As discussed elsewhere [26], it takes a long time for transportable knowledge to be disseminated and implemented in clinics or communities of practice towards helping individuals (Fig. 1). A small data paradigm, with its use of success criteria matched to the individual unit, can very likely learn more rapidly; this basic point was articulated well by Staddon [15]. If a well-specified prediction is made and it did not come to pass within a specific unit via replications within that individual, the prediction was wrong for that unit; there is no need for replication with others. Instead, the next step is to ask why the prediction did not pan out for that unit, including the quality of measurement or methods, understanding of the phenomenon, specified success criteria, study implementation, etc. When description, prediction, or control does not occur for an N-of-1 unit, that is sufficient to trigger reflection and learning. Robust individual predictions are, arguably, how key advances in physics have occurred, for example, Einstein’s very precise prediction about how light would bend around objects of great mass such as the sun. Only one observation was needed to suggest Einstein’s predictions better aligned with reality compared to Newton’s. As we articulate within agile science [16, 27], carefully defined proximal outcomes, including those that can be defined for a single unit, can greatly speed the pace of learning with less resources.

Small data offers a unique pathway to transportable knowledge that could be grounded in clinical practice

There is a plausible way to produce transportable knowledge from small data, as illustrated in Fig. 1. Specifically, after meaningful success is achieved for an individual, clusters of actionable insights, particularly about key mechanisms of change, can then occur. However, the clustering would be different from that of big data clustering as it would occur based on mechanisms and models of mechanisms that achieved meaningful success for each individual. For example, our prior work illustrates how system identification [28] (an approach used in control systems engineering, which could be thought of as an N-of-1 hypothesis-driven approach) can be used to identify individualized predictive models for each person related to their physical activity [27, 29]. In this work, some individuals’ steps were best predicted by day of the week whereas, for others, some other variable(s), such as stress or busyness, or a combination of factors, were most predictive. If a big data approach of aggregation across individuals had been used, an inappropriate tailoring variable would have been selected for 75% of participants, thus establishing the importance of small data methods [27, 29]. These different models for each unit (see our prior papers [29, 30]) could be used as the starting point for clustering individuals based on the models and not individual variables.
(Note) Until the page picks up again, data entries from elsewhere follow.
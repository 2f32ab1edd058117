//! Markdown for each page, the banner and the assist modals.
//!
//! Everything here is a pure function of app state so it can be tested
//! without a terminal.

use crate::app::App;
use crate::app::view::{Banner, Page};
use crate::assist::{AssistKind, AssistRequest, AssistStatus};
use crate::config::ContractTarget;
use crate::contracts::ContractAction;
use crate::research::ResearchResult;

const HOW_IT_WORKS: &str = "\
## The research journey

1. **Patient owns data**, via a CARV ID identity token (ERC-7231).
2. **Grants privacy-preserving access** to specific AI agents for specific data types.
3. **AI agents research** collaboratively with federated learning.
4. **Insights go on-chain** as verifiable result hashes, with generated explanations.

## Research process

- *Data registration*: anonymized records are registered with the data layer.
- *Access granting*: the token owner grants an agent access per data type.
- *Federated learning*: agents train without the raw data leaving its source.
- *Results publication*: aggregated result hashes and accuracy are recorded on-chain.

## Key benefits

- **Privacy first**: complete data ownership with granular access controls.
- **Collaborative**: multiple institutions contribute to research safely.
- **Verifiable**: on-chain proofs keep research results honest.
- **Decentralized**: no single point of failure or control.
";

pub fn page(app: &App) -> String {
    let page = app.page();
    let body = match page {
        Page::Dashboard => dashboard(app),
        Page::HowItWorks => HOW_IT_WORKS.to_string(),
        Page::Identity => identity(app),
        Page::Research => research(app),
    };
    format!("# {}\n\n{body}", page.title())
}

fn connection_line(app: &App) -> String {
    match app.session() {
        Some(session) => format!(
            "Connected as `{}` on chain `{}`.",
            session.address, session.chain_id
        ),
        None if app.session_manager().has_wallet() => {
            "Wallet not connected. Use `/connect`.".to_string()
        }
        None => "No wallet available. Set `WALLET_BACKEND` to `rpc` or `memory`.".to_string(),
    }
}

fn dashboard(app: &App) -> String {
    let results = app.results();
    let svm = if app.svm_agent_active() {
        "active"
    } else {
        "paused"
    };
    format!(
        "Patients own their medical data through a CARV ID and grant AI research agents \
         privacy-preserving access to it.\n\n\
         - {}\n\
         - Research results stored locally: **{}**\n\
         - SVM agent simulation: **{svm}**\n\n\
         Pages: `/identity`, `/research`, `/how`. Type `/help` for every command.\n",
        connection_line(app),
        results.len(),
    )
}

fn contract_line(name: &str, target: &ContractTarget) -> String {
    match target {
        ContractTarget::Deployed(address) => format!("- {name} contract: `{address}`"),
        ContractTarget::Placeholder(raw) => {
            format!("- {name} contract: *not configured* (`{raw}`)")
        }
    }
}

fn identity(app: &App) -> String {
    let config = app.contracts_config();
    let mut out = format!(
        "{}\n\n{}\n\n",
        connection_line(app),
        contract_line("Identity", &config.identity)
    );

    match app.last_mint() {
        Some(mint) => out.push_str(&format!(
            "Last minted CARV ID: **{}**\n\n- metadata: `{}`\n- transaction: `{}`\n\n",
            mint.token_id, mint.metadata_uri, mint.transaction_id
        )),
        None => out.push_str("No CARV ID minted in this session.\n\n"),
    }

    let pending: Vec<&str> = [
        ContractAction::Mint,
        ContractAction::GrantAccess,
        ContractAction::RevokeAccess,
    ]
    .into_iter()
    .filter(|action| app.is_pending(*action))
    .map(ContractAction::as_str)
    .collect();
    if !pending.is_empty() {
        out.push_str(&format!("*Pending:* {}\n\n", pending.join(", ")));
    }

    out.push_str(
        "Commands: `/mint`, `/grant <token id> <agent> <data type>`, \
         `/revoke <token id> <agent> <data type>`, `/check <token id> <agent> <data type>`\n",
    );
    out
}

fn research(app: &App) -> String {
    let config = app.contracts_config();
    let svm = if app.svm_agent_active() {
        "active"
    } else {
        "paused"
    };
    let mut out = format!(
        "{}\n\nSVM agent simulation: **{svm}** (`/svm` toggles)\n\n",
        contract_line("Research results", &config.research_results)
    );
    out.push_str(&results_table(&app.results()));
    out.push_str(
        "\nCommands: `/simulate`, `/summarize [id]`, `/next-steps [id]`, `/explain <term>`, \
         `/submit [id]`, `/lookup <agent> <topic>`\n",
    );
    out
}

pub fn results_table(results: &[ResearchResult]) -> String {
    if results.is_empty() {
        return "No research results yet. Run `/simulate`.\n".to_string();
    }
    let mut out = String::from("| id | topic | accuracy | agent | time |\n|---|---|---|---|---|\n");
    for result in results {
        out.push_str(&format!(
            "| {} | {} | {}% | `{}` | {} |\n",
            result.id,
            result.topic,
            result.accuracy,
            result.agent_address,
            result.timestamp.format("%Y-%m-%d %H:%M:%S")
        ));
    }
    out
}

pub fn banner(banner: &Banner) -> Option<String> {
    if let Some(error) = &banner.error {
        let kind = banner
            .error_kind
            .map(|k| format!(" ({k})"))
            .unwrap_or_default();
        return Some(format!("\x1b[31m\u{2717} {error}{kind}\x1b[0m"));
    }
    banner
        .message
        .as_ref()
        .map(|message| format!("\x1b[32m\u{25CF}\x1b[0m {message}"))
}

/// Modal body, or `None` while nothing has resolved yet.
pub fn modal(request: &AssistRequest) -> Option<String> {
    let title = request.kind.title();
    let body = match request.status {
        AssistStatus::Idle => return None,
        AssistStatus::Loading => return Some(format!("## {title}\n\n*Loading...*\n")),
        AssistStatus::Ready | AssistStatus::Failed => request.result_text.clone()?,
    };
    let close = match request.kind {
        AssistKind::Summary => "summary",
        AssistKind::NextSteps => "next-steps",
        AssistKind::ExplainTerm => "explain",
    };
    Some(format!("## {title}\n\n{body}\n\n*`/close {close}` to dismiss*\n"))
}

pub fn status(app: &App) -> String {
    let pending: Vec<&str> = [
        ContractAction::Mint,
        ContractAction::GrantAccess,
        ContractAction::RevokeAccess,
        ContractAction::SubmitResult,
    ]
    .into_iter()
    .filter(|action| app.is_pending(*action))
    .map(ContractAction::as_str)
    .collect();
    let wallet = app
        .session_manager()
        .wallet_name()
        .unwrap_or("none")
        .to_string();
    format!(
        "- page: `{}`\n- wallet: `{wallet}`\n- {}\n- results: {}\n- pending: {}\n",
        app.page().slug(),
        connection_line(app),
        app.results().len(),
        if pending.is_empty() {
            "none".to_string()
        } else {
            pending.join(", ")
        }
    )
}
Such clustering of models corresponds to the second step in the above visualization and, thus, offers a pathway to transportable knowledge. This knowledge could then be vigorously vetted by clearly specifying hypotheses of transportability and then using the emerging science of causality to vet the hypotheses (third step on right side of Fig. 1) [22].

Limitations of a small data approach

While we see great value in a small data approach, just like big data, there are limitations. First and foremost is concern that this approach will not be available for many individual units and, instead, only possible for individuals with sufficient skill and understanding of data and data analytics and, by extension, groups such as healthcare organizations, cities, or larger, that have the technical expertise to do this work. Further, the goal of small data being used by and for the individual for whom the data are about is particularly challenging in this respect. Without careful thought and reflection, this point could be a pathway towards propagating or furthering existing inequities, as those with means can continue to learn from data whereas those without will not. This is a critical issue that requires careful thought and reflection on when to use small data as well as building capacity to facilitate equitable small data use.
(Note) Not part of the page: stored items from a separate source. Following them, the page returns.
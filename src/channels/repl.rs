//! Interactive REPL with line editing and markdown rendering.
//!
//! Uses rustyline for line editing, history and slash-command completion,
//! and termimad for rendering pages and assist modals inline. Input is read
//! on a dedicated thread; everything else runs on the tokio runtime so a
//! slow contract call or generation never blocks the prompt.

use std::borrow::Cow;
use std::collections::HashMap;
use std::path::PathBuf;
use std::sync::Arc;

use regex::Regex;
use rustyline::completion::Completer;
use rustyline::config::Config;
use rustyline::error::ReadlineError;
use rustyline::highlight::Highlighter;
use rustyline::hint::Hinter;
use rustyline::validate::Validator;
use rustyline::{CompletionType, Editor, Helper};
use termimad::MadSkin;
use tokio::sync::{broadcast, mpsc};

use crate::app::router::{self, Command, SLASH_COMMANDS};
use crate::app::view::{Banner, Page};
use crate::app::{Action, App};
use crate::assist::AssistKind;
use crate::channels::render;
use crate::settings::Settings;

/// Rustyline helper for slash-command tab completion.
struct ReplHelper;

impl Completer for ReplHelper {
    type Candidate = String;

    fn complete(
        &self,
        line: &str,
        pos: usize,
        _ctx: &rustyline::Context<'_>,
    ) -> rustyline::Result<(usize, Vec<String>)> {
        if !line.starts_with('/') {
            return Ok((0, vec![]));
        }

        let prefix = &line[..pos];
        let matches: Vec<String> = SLASH_COMMANDS
            .iter()
            .filter(|cmd| cmd.starts_with(prefix))
            .map(|cmd| cmd.to_string())
            .collect();

        Ok((0, matches))
    }
}

impl Hinter for ReplHelper {
    type Hint = String;

    fn hint(&self, line: &str, pos: usize, _ctx: &rustyline::Context<'_>) -> Option<String> {
        if !line.starts_with('/') || pos < line.len() {
            return None;
        }

        SLASH_COMMANDS
            .iter()
            .find(|cmd| cmd.starts_with(line) && **cmd != line)
            .map(|cmd| cmd[line.len()..].to_string())
    }
}

impl Highlighter for ReplHelper {
    fn highlight_hint<'h>(&self, hint: &'h str) -> Cow<'h, str> {
        Cow::Owned(format!("\x1b[90m{hint}\x1b[0m"))
    }
}

impl Validator for ReplHelper {}
impl Helper for ReplHelper {}

fn make_skin() -> MadSkin {
    let mut skin = MadSkin::default();
    skin.set_headers_fg(termimad::crossterm::style::Color::Yellow);
    skin.bold.set_fg(termimad::crossterm::style::Color::White);
    skin.italic
        .set_fg(termimad::crossterm::style::Color::Magenta);
    skin.inline_code
        .set_fg(termimad::crossterm::style::Color::Green);
    skin.code_block
        .set_fg(termimad::crossterm::style::Color::Green);
    skin.code_block.left_margin = 2;
    skin
}

fn terminal_width() -> usize {
    crossterm::terminal::size()
        .map(|(w, _)| w as usize)
        .unwrap_or(80)
}

fn print_markdown(markdown: &str) {
    let width = terminal_width();
    eprintln!("\x1b[90m{}\x1b[0m", "\u{2500}".repeat(width.min(80)));
    let skin = make_skin();
    let text = termimad::FmtText::from(&skin, markdown, Some(width));
    print!("{text}");
    println!();
}

fn print_help() {
    let h = "\x1b[1m";
    let c = "\x1b[1;36m";
    let d = "\x1b[90m";
    let r = "\x1b[0m";

    println!();
    println!("  {h}medresearch{r}");
    println!();
    println!("  {h}Wallet{r}");
    println!("  {c}/connect{r}                      {d}request wallet accounts{r}");
    println!("  {c}/disconnect{r}                   {d}forget the current session{r}");
    println!("  {c}/reload{r}                       {d}clear local state and restore the session{r}");
    println!();
    println!("  {h}CARV ID{r}");
    println!("  {c}/mint{r}                         {d}mint an identity token{r}");
    println!("  {c}/grant <id> <agent> <type>{r}    {d}grant data access to an agent{r}");
    println!("  {c}/revoke <id> <agent> <type>{r}   {d}revoke data access{r}");
    println!("  {c}/check <id> <agent> <type>{r}    {d}check data access{r}");
    println!();
    println!("  {h}Research{r}");
    println!("  {c}/simulate{r}                     {d}run a simulated research job{r}");
    println!("  {c}/results{r}                      {d}list local research results{r}");
    println!("  {c}/submit [id]{r}                  {d}publish a result on-chain{r}");
    println!("  {c}/lookup <agent> <topic>{r}       {d}read a published result{r}");
    println!("  {c}/svm{r}                          {d}toggle the SVM agent simulation{r}");
    println!();
    println!("  {h}AI assist{r}");
    println!("  {c}/summarize [id]{r}               {d}summarize a result{r}");
    println!("  {c}/next-steps [id]{r}              {d}suggest next research steps{r}");
    println!("  {c}/explain <term>{r}               {d}explain a medical term{r}");
    println!("  {c}/close [kind|all]{r}             {d}dismiss assist output{r}");
    println!();
    println!("  {h}Navigation{r}");
    println!("  {c}/page <name>{r}                  {d}dashboard, how-it-works, identity, research{r}");
    println!("  {c}/status{r}                       {d}session and pending actions{r}");
    println!("  {c}/quit{r}                         {d}exit{r}");
    println!();
}

/// Scrub credentials that a provider may echo into an error message.
fn redact_sensitive_preview(raw: &str) -> String {
    let mut value = raw.to_string();

    let patterns = [
        (r"(?i)\b(bearer)\s+[a-z0-9._\-~+/]+=*", "$1 [REDACTED]"),
        (
            r"(?i)\b(token|api[_\-]?key|key|secret|password)\b(\s*[:=]\s*)([^,&\s]+)",
            "$1$2[REDACTED]",
        ),
        (r"\bAIza[0-9A-Za-z_\-]{20,}", "[REDACTED]"),
    ];

    for (pattern, replacement) in patterns {
        if let Ok(re) = Regex::new(pattern) {
            value = re.replace_all(&value, replacement).to_string();
        }
    }

    value
}

fn history_path() -> PathBuf {
    Settings::home_dir().join("history")
}

/// Read lines on a std thread and forward them to the async loop.
fn spawn_input_thread(tx: mpsc::Sender<String>) {
    std::thread::spawn(move || {
        let config = match Config::builder().history_ignore_dups(true) {
            Ok(builder) => builder
                .auto_add_history(true)
                .completion_type(CompletionType::List)
                .build(),
            Err(e) => {
                eprintln!("Failed to configure line editor: {e}");
                return;
            }
        };

        let mut rl = match Editor::with_config(config) {
            Ok(editor) => editor,
            Err(e) => {
                eprintln!("Failed to initialize line editor: {e}");
                return;
            }
        };

        rl.set_helper(Some(ReplHelper));

        let hist_path = history_path();
        if let Some(parent) = hist_path.parent() {
            let _ = std::fs::create_dir_all(parent);
        }
        let _ = rl.load_history(&hist_path);

        loop {
            match rl.readline("\x1b[1;36m\u{203A}\x1b[0m ") {
                Ok(line) => {
                    if line.trim().is_empty() {
                        continue;
                    }
                    if tx.blocking_send(line).is_err() {
                        break;
                    }
                }
                Err(ReadlineError::Interrupted) => {
                    println!("\x1b[90m/quit to exit\x1b[0m");
                }
                Err(ReadlineError::Eof) => {
                    let _ = tx.blocking_send("/quit".to_string());
                    break;
                }
                Err(e) => {
                    eprintln!("Input error: {e}");
                    break;
                }
            }
        }

        let _ = rl.save_history(&hist_path);
    });
}

/// Tracks what was last printed so each change renders only what is new.
#[derive(Default)]
struct Rendered {
    page: Option<Page>,
    banner: Banner,
    modals: HashMap<AssistKind, (u64, bool)>,
}

impl Rendered {
    fn refresh(&mut self, app: &App) {
        let page = app.page();
        if self.page != Some(page) {
            self.page = Some(page);
            print_markdown(&render::page(app));
        }

        let banner = app.banner();
        if banner != self.banner {
            if let Some(line) = render::banner(&banner) {
                println!("{}", redact_sensitive_preview(&line));
            }
            self.banner = banner;
        }

        for kind in AssistKind::ALL {
            let open = app.is_modal_open(kind);
            let request = app.assist_request(kind);
            let resolved = request.result_text.is_some();
            let key = (request.seq, resolved);
            if !open {
                self.modals.remove(&kind);
                continue;
            }
            if self.modals.get(&kind) == Some(&key) {
                continue;
            }
            if let Some(markdown) = render::modal(&request) {
                print_markdown(&markdown);
                self.modals.insert(kind, key);
            }
        }
    }
}

/// The terminal front end.
pub struct ReplChannel {
    app: Arc<App>,
}

impl ReplChannel {
    pub fn new(app: Arc<App>) -> Self {
        Self { app }
    }

    /// Run until `/quit` or end of input.
    pub async fn run(self) -> anyhow::Result<()> {
        let app = self.app;
        let _subscription = app.session_manager().attach();
        let mut notices = Some(app.session_manager().notices());
        let mut changes = app.changes();

        println!("\x1b[1mmedresearch\x1b[0m  /help for commands, /quit to exit");
        println!();

        app.dispatch(Action::Restore).await;
        let mut rendered = Rendered::default();
        rendered.refresh(&app);

        let (tx, mut rx) = mpsc::channel::<String>(32);
        spawn_input_thread(tx);

        loop {
            tokio::select! {
                line = rx.recv() => {
                    let Some(line) = line else { break };
                    match router::parse(&line) {
                        Ok(None) => {}
                        Ok(Some(Command::Quit)) => break,
                        Ok(Some(Command::Help)) => print_help(),
                        Ok(Some(Command::ShowResults)) => {
                            print_markdown(&render::results_table(&app.results()));
                        }
                        Ok(Some(Command::ShowStatus)) => print_markdown(&render::status(&app)),
                        Ok(Some(Command::CloseAll)) => {
                            for kind in app.open_modals() {
                                app.dispatch(Action::CloseModal(kind)).await;
                            }
                        }
                        Ok(Some(Command::Dispatch(Action::Navigate(page)))) => {
                            // Re-entering the current page still reprints it.
                            rendered.page = None;
                            app.dispatch(Action::Navigate(page)).await;
                        }
                        Ok(Some(Command::Dispatch(action))) => {
                            let app = Arc::clone(&app);
                            tokio::spawn(async move { app.dispatch(action).await });
                        }
                        Err(message) => println!("\x1b[33m{message}\x1b[0m"),
                    }
                }
                changed = changes.changed() => {
                    if changed.is_err() {
                        break;
                    }
                    rendered.refresh(&app);
                }
                notice = recv_notice(&mut notices) => {
                    if let Some(notice) = notice {
                        let app = Arc::clone(&app);
                        tokio::spawn(async move { app.dispatch(Action::WalletNotice(notice)).await });
                    }
                }
            }
        }

        tracing::debug!("REPL loop finished");
        Ok(())
    }
}

/// Next wallet notice; pends forever once the channel is gone.
async fn recv_notice(
    notices: &mut Option<broadcast::Receiver<crate::session::SessionNotice>>,
) -> Option<crate::session::SessionNotice> {
    let Some(rx) = notices.as_mut() else {
        return std::future::pending().await;
    };
    match rx.recv().await {
        Ok(notice) => Some(notice),
        Err(broadcast::error::RecvError::Lagged(skipped)) => {
            tracing::warn!(skipped, "Dropped wallet notices");
            None
        }
        Err(broadcast::error::RecvError::Closed) => {
            *notices = None;
            None
        }
    }
}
With that said, the work of Lewis illustrates a concrete example of a small group of individuals using their data for their own purposes and how their work can function in a complementary fashion to big data efforts and positively influence them. Specifically, Lewis and collaborators developed components for a DIY artificial pancreas system and licensed it to be available through open source (www.openaps.org) for individuals as well as any interested researchers or commercial organizations. Their work in the OpenAPS community has had a clear impact on the type 1 diabetes research community as well as on corresponding big data efforts by influencing the pace of FDA approval for commercial artificial pancreas systems, impacting the design of new systems, and playing active roles in both advising and working within research and commercialization efforts [31]. As this example illustrates, these limitations can be overcome to help more individuals when small and big data efforts work synchronously.
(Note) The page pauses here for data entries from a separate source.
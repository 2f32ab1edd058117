use std::path::PathBuf;
use std::sync::Arc;

use clap::Parser;
use tracing_subscriber::EnvFilter;

use medresearch::app::App;
use medresearch::channels::ReplChannel;
use medresearch::bootstrap;
use medresearch::cli::{self, Cli, Command, InitOptions};
use medresearch::config::Config;
use medresearch::settings::Settings;
use medresearch::wallet;

fn init_tracing() {
    let filter =
        EnvFilter::try_from_default_env().unwrap_or_else(|_| EnvFilter::new("medresearch=info"));
    let json = std::env::var("LOG_FORMAT")
        .map(|v| v.eq_ignore_ascii_case("json"))
        .unwrap_or(false);

    if json {
        tracing_subscriber::fmt()
            .json()
            .with_env_filter(filter)
            .with_writer(std::io::stderr)
            .init();
    } else {
        tracing_subscriber::fmt()
            .with_env_filter(filter)
            .with_writer(std::io::stderr)
            .with_target(false)
            .init();
    }
}

#[tokio::main]
async fn main() -> anyhow::Result<()> {
    let cli = Cli::parse();
    init_tracing();

    let toml_path = cli.config.as_deref();
    match cli.command() {
        Command::Doctor { strict } => cli::doctor::run_doctor_command(toml_path, strict).await,
        Command::Init {
            wallet_rpc_url,
            identity_address,
            research_results_address,
            gemini_api_key,
            force,
        } => {
            let path = toml_path
                .map(PathBuf::from)
                .unwrap_or_else(Settings::default_toml_path);
            cli::run_init(
                &path,
                &bootstrap::home_env_path(),
                InitOptions {
                    wallet_rpc_url,
                    identity_address,
                    research_results_address,
                    gemini_api_key,
                    force,
                },
            )
        }
        command => {
            let config = Config::from_env(toml_path)?;
            match command {
                Command::Explain { term } => cli::run_explain(&config, &term.join(" ")).await,
                Command::GenerateData {
                    records,
                    data_type,
                    out,
                } => cli::run_generate_data(&config, records, &data_type, out).await,
                _ => {
                    let provider = wallet::from_config(&config.wallet);
                    if provider.is_none() {
                        tracing::warn!("No wallet backend configured; wallet actions are disabled");
                    }
                    let app = Arc::new(App::from_config(&config, provider));
                    ReplChannel::new(app).run().await
                }
            }
        }
    }
}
Beyond this, there is also concern for the potential biases that can be brought into the scientific process due to the ‘subjective’ nature of individuals and their beliefs. Classically, the approach in science is to strive for an ‘objective’ view on reality to guide decision-making. A counter argument for this view was seeded in the work of Michael Polanyi in the 1950s. As Polanyi stated in his book, Personal Knowledge, “… complete objectivity as usually attributed to the exact sciences is a delusion and is in fact a false ideal” [32]. While Polanyi articulates a variety of reasons for this, some key points include that, (1) since scientists are humans, they will always bring their personal knowledge into their assessment of a situation, thus establishing the need to understand how that personal knowledge may influence conclusions drawn from evidence and (2) perhaps more importantly, a person’s personal knowledge, particularly the tacit knowledge they hold, which they cannot necessarily convey using language (think the skills of engaging in a craft such as being an artist, mechanic, surgeon, or the like), plays an essential role in guiding a person’s decision-making. This tacit knowledge is valuable in itself and should be acknowledged even if not conveyed via language alone. This philosophical stance is increasingly being supported by insights obtained from neuroscience [13, 33]. Based on this, a small data approach may be a valuable way to incorporate the personal and tacit knowledge of individuals who experience a phenomenon into scientific discourse [34].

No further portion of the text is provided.